Charia et cheria.

Redaction

Peut-on employer le vocable de corruption pour désigner la nature transgressive aux lois juridictionnelles ou divines qui aux premières heures de l’indépendance a vite touché certains premiers responsables. Ces derniers, loin d’avoir l’étoffe de gouvernants ont vu tombés entre leurs mains des richesses disproportionnées dont ils n’ont pu mesurer de leurs têtes légères les conséquences d’un acquis éparpillé dès son toucher.

Bien employé[i], cette manne inopinée aurait fait d’El Jazaïr retrouvée ou sinon découverte après cinq siècles d’occupation étrangère, une nation nouvelle en voie expresse d’extension, forte d’une jeunesse avide de conquêtes et de liberté d’entreprendre à toute brassée, créant ainsi un pays dynamique et sain. Malencontreusement ces quelques pseudos intellectuels de la première heure, issus pour la plupart des campagnes incultes pour ce qui est de l’esprit, victimes des lourdes aliénations de la colonisation française, se sont laissés emportés par les vents faciles et interdits de la spéculation personnelle.
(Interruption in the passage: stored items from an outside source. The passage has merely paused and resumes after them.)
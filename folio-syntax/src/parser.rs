//! Building PDF objects from tokens.

use crate::object::{Dict, ObjRef, Object, ObjectStore, PdfString, Stream, keys};
use crate::token::{Delimiter, Lexer, Token};
use crate::trivia::{is_white_space_character, skip_eol};
use log::warn;

/// Arrays and dictionaries nested deeper than this are rejected.
pub const MAX_OBJECT_DEPTH: usize = 256;

/// A recursive-descent parser for PDF objects.
///
/// Parse methods return `None` and restore the position on failure.
#[derive(Debug, Clone)]
pub struct ObjectParser<'a> {
    lexer: Lexer<'a>,
    allow_refs: bool,
}

impl<'a> ObjectParser<'a> {
    /// Create a parser over object syntax, where `n g R` forms a reference.
    pub fn new(data: &'a [u8]) -> Self {
        Self {
            lexer: Lexer::new(data),
            allow_refs: true,
        }
    }

    /// Create a parser for content stream operands. References are not valid there.
    pub fn for_content(data: &'a [u8]) -> Self {
        Self {
            lexer: Lexer::new(data),
            allow_refs: false,
        }
    }

    /// The underlying lexer.
    pub fn lexer(&mut self) -> &mut Lexer<'a> {
        &mut self.lexer
    }

    /// Parse the next object.
    ///
    /// A keyword other than `true`, `false` or `null` is not an object: the
    /// parser rewinds and returns `None`.
    pub fn parse_object(&mut self) -> Option<Object> {
        let start = self.lexer.offset();
        let parsed = self
            .lexer
            .next_token()
            .and_then(|t| self.object_from_token(t, 0));

        if parsed.is_none() {
            self.lexer.jump(start);
        }

        parsed
    }

    /// Complete an object whose first token has already been read.
    pub fn object_from_token(&mut self, token: Token<'a>, depth: usize) -> Option<Object> {
        if depth > MAX_OBJECT_DEPTH {
            warn!("objects nested deeper than {MAX_OBJECT_DEPTH} levels");

            return None;
        }

        match token {
            Token::Number(n) => {
                if self.allow_refs
                    && n.is_integer()
                    && let Some(r) = self.try_reference(n.as_i64())
                {
                    return Some(Object::Ref(r));
                }

                Some(Object::Number(n))
            }
            Token::Literal(s) => Some(Object::String(PdfString::new(s, false))),
            Token::Hex(s) => Some(Object::String(PdfString::new(s, true))),
            Token::Name(n) => Some(Object::Name(n)),
            Token::Keyword(b"true") => Some(Object::Boolean(true)),
            Token::Keyword(b"false") => Some(Object::Boolean(false)),
            Token::Keyword(b"null") => Some(Object::Null),
            Token::Keyword(_) => None,
            Token::Delimiter(Delimiter::ArrayStart) => self.parse_array(depth),
            Token::Delimiter(Delimiter::DictStart) => {
                let dict = self.parse_dict_body(depth)?;

                Some(self.maybe_stream(dict))
            }
            Token::Delimiter(_) => None,
        }
    }

    fn try_reference(&mut self, num: i64) -> Option<ObjRef> {
        let start = self.lexer.offset();

        let parsed = (|| {
            let Token::Number(generation) = self.lexer.next_token()? else {
                return None;
            };

            if !generation.is_integer() || self.lexer.next_token()? != Token::Keyword(b"R") {
                return None;
            }

            Some(ObjRef::new(
                u32::try_from(num).ok()?,
                u16::try_from(generation.as_i64()).ok()?,
            ))
        })();

        if parsed.is_none() {
            self.lexer.jump(start);
        }

        parsed
    }

    fn parse_array(&mut self, depth: usize) -> Option<Object> {
        let mut items = vec![];

        loop {
            match self.lexer.next_token()? {
                Token::Delimiter(Delimiter::ArrayEnd) => break,
                token => match self.object_from_token(token, depth + 1) {
                    Some(obj) => items.push(obj),
                    None => warn!("skipping invalid array element"),
                },
            }
        }

        Some(Object::Array(items))
    }

    /// Parse dictionary entries up to and including `>>`.
    pub(crate) fn parse_dict_body(&mut self, depth: usize) -> Option<Dict> {
        let mut dict = Dict::new();

        loop {
            let key = match self.lexer.next_token()? {
                Token::Delimiter(Delimiter::DictEnd) => break,
                Token::Name(n) => n,
                other => {
                    warn!("expected a dictionary key, found {other:?}");
                    continue;
                }
            };

            let token = self.lexer.next_token()?;

            if token == Token::Delimiter(Delimiter::DictEnd) {
                warn!("dictionary key {key:?} has no value");
                break;
            }

            // A null value is equivalent to a missing entry.
            match self.object_from_token(token, depth + 1)? {
                Object::Null => {}
                value => dict.insert(key, value),
            }
        }

        Some(dict)
    }

    fn maybe_stream(&mut self, dict: Dict) -> Object {
        let before = self.lexer.offset();

        if self.lexer.next_token() != Some(Token::Keyword(b"stream")) {
            self.lexer.jump(before);

            return Object::Dict(dict);
        }

        let reader = self.lexer.reader();
        skip_eol(reader);
        let start = reader.offset();
        let data = reader.data();

        let declared_end = dict
            .get::<usize>(keys::LENGTH)
            .and_then(|len| start.checked_add(len))
            .filter(|end| ends_with_endstream(data, *end));

        let end = declared_end.or_else(|| {
            let pos = find(data.get(start..)?, b"endstream")? + start;
            let mut end = pos;

            if end > start && data[end - 1] == b'\n' {
                end -= 1;
            }

            if end > start && data[end - 1] == b'\r' {
                end -= 1;
            }

            Some(end)
        });

        let Some(end) = end else {
            warn!("stream without endstream");
            reader.jump(data.len());

            return Object::Stream(Stream::new(dict, data.get(start..).unwrap_or_default()));
        };

        let body = data.get(start..end).unwrap_or_default();
        reader.jump(end);
        reader.forward_while(is_white_space_character);
        reader.forward_tag(b"endstream");

        Object::Stream(Stream::new(dict, body))
    }

    /// Parse `num gen obj ... endobj`.
    pub fn parse_indirect_object(&mut self) -> Option<(ObjRef, Object)> {
        let start = self.lexer.offset();

        let parsed = (|| {
            let Token::Number(num) = self.lexer.next_token()? else {
                return None;
            };
            let Token::Number(generation) = self.lexer.next_token()? else {
                return None;
            };

            if self.lexer.next_token()? != Token::Keyword(b"obj") {
                return None;
            }

            let allow_refs = std::mem::replace(&mut self.allow_refs, true);
            let obj = self.parse_object();
            self.allow_refs = allow_refs;

            let before_end = self.lexer.offset();

            if self.lexer.next_token() != Some(Token::Keyword(b"endobj")) {
                self.lexer.jump(before_end);
            }

            Some((
                ObjRef::new(
                    u32::try_from(num.as_i64()).ok()?,
                    u16::try_from(generation.as_i64()).ok()?,
                ),
                obj?,
            ))
        })();

        if parsed.is_none() {
            self.lexer.jump(start);
        }

        parsed
    }
}

fn ends_with_endstream(data: &[u8], end: usize) -> bool {
    let Some(tail) = data.get(end..) else {
        return false;
    };

    let skipped = tail
        .iter()
        .take_while(|b| is_white_space_character(**b))
        .count();

    tail[skipped..].starts_with(b"endstream")
}

fn find(haystack: &[u8], needle: &[u8]) -> Option<usize> {
    haystack.windows(needle.len()).position(|w| w == needle)
}

impl ObjectStore {
    /// Build a store from a sequence of `num gen obj ... endobj` definitions.
    ///
    /// Parsing stops at the first byte sequence that is not an indirect object.
    pub fn from_bytes(data: &[u8]) -> Self {
        let mut parser = ObjectParser::new(data);
        let mut store = Self::new();

        while let Some((r, obj)) = parser.parse_indirect_object() {
            store.insert(r, obj);
        }

        store
    }
}

impl Dict {
    /// Parse a dictionary from bytes.
    pub fn from_bytes(data: &[u8]) -> Option<Self> {
        Object::from_bytes(data)?.as_dict().cloned()
    }
}

#[cfg(test)]
mod tests {
    use super::*;
    use crate::object::{Name, Number, Resolve};

    #[test]
    fn nested_structures() {
        let obj = Object::from_bytes(b"<< /Type /Page /Kids [1 0 R 2 0 R] /N [1 [2 (x)]] >>")
            .unwrap();
        let dict = obj.as_dict().unwrap();

        assert_eq!(dict.get::<Name>(b"Type"), Some(Name::new(b"Page".to_vec())));
        assert_eq!(
            dict.get::<Vec<ObjRef>>(b"Kids"),
            Some(vec![ObjRef::new(1, 0), ObjRef::new(2, 0)])
        );
        assert_eq!(dict.get_raw(b"N").and_then(|n| n.as_array()).map(|a| a.len()), Some(2));
    }

    #[test]
    fn numbers_are_not_refs_without_r() {
        assert_eq!(
            Object::from_bytes(b"[1 0 2]"),
            Some(Object::Array(vec![
                Object::Number(Number::from_i64(1)),
                Object::Number(Number::ZERO),
                Object::Number(Number::from_i64(2)),
            ]))
        );
    }

    #[test]
    fn content_operands_have_no_refs() {
        let mut parser = ObjectParser::for_content(b"1 0 R");
        assert_eq!(parser.parse_object(), Some(Object::Number(Number::from_i64(1))));
    }

    #[test]
    fn null_entries_are_dropped() {
        let dict = Dict::from_bytes(b"<< /A null /B 1 >>").unwrap();
        assert_eq!(dict.len(), 1);
    }

    #[test]
    fn stream_with_length() {
        let obj = Object::from_bytes(b"<< /Length 5 >>\nstream\r\nab\ncd\nendstream").unwrap();
        assert_eq!(obj.as_stream().unwrap().raw_data(), b"ab\ncd");
    }

    #[test]
    fn stream_with_wrong_length() {
        let obj = Object::from_bytes(b"<< /Length 99 >> stream\nabc\nendstream").unwrap();
        assert_eq!(obj.as_stream().unwrap().raw_data(), b"abc");
    }

    #[test]
    fn keyword_is_not_an_object() {
        let mut parser = ObjectParser::new(b"Tf");
        assert_eq!(parser.parse_object(), None);
        assert_eq!(parser.lexer().offset(), 0);
    }

    #[test]
    fn indirect_objects() {
        let store = ObjectStore::from_bytes(b"1 0 obj << /A 2 0 R >> endobj 2 0 obj 42 endobj");
        assert_eq!(store.len(), 2);
        assert_eq!(
            store.resolve(ObjRef::new(2, 0)),
            Some(Object::Number(Number::from_i64(42)))
        );
    }
}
N’a-t-on pas vu ou entendu ces personnes démunies qui se sont retrouvés, du jour au lendemain, hauts propriétaires en fracturant impunément et sans jugement les portes des bâtisses et les domaines des colons fuyant la haine aveugle et la razzia. Pourtant bien avant, il y eu aussi des propriétaires indigènes qui à cause de l’arbitraire des forces françaises ont tout perdu et que par éthique et par dignité ne se sont pas acharnés à occuper les lieux abandonnés par ces mêmes français.

A retenir !

Une étrange faculté d’amalgamer la loi et la sharia à la falsification était née dans ce pays.

La loi du plus brute est apparue comme une évidence à employer et leurs acteurs ne savaient pas qu’ils offensaient plutôt leurs compatriotes et l’État naissant que le gaouri et cafir qu’il fallait à tout prix chasser. On peut constater qu’à la base les événements ont pris une tournure défavorable pour l’intégrité absolue du nouveau citoyen algérien doté de son céleste drapeau de couleurs ; vert paradis et blanc immaculé pour l’atteindre, apposé du rouge pour l’étoile et le croissant lunaire symbole d’univers de calcul du temps et de la perception de l’intemporel dans l’accomplissement d’une tâche terrestre juste et ardente.

Une étrange faculté d’amalgamer la loi et la sharia à la falsification était née dans ce pays, c’est comme qui dirait, bénir clairement les écarts. Dieu est certes ghafour mais le juge doit faire appliquer les règles absolues. Les pays européens ainsi que la France ne sont pas épargnés par une justice à double vitesse, on y prétend que lutter contre le blanchiment d’argent et les sombres affaires politico-économiques sont difficiles à endiguer par manque de moyens…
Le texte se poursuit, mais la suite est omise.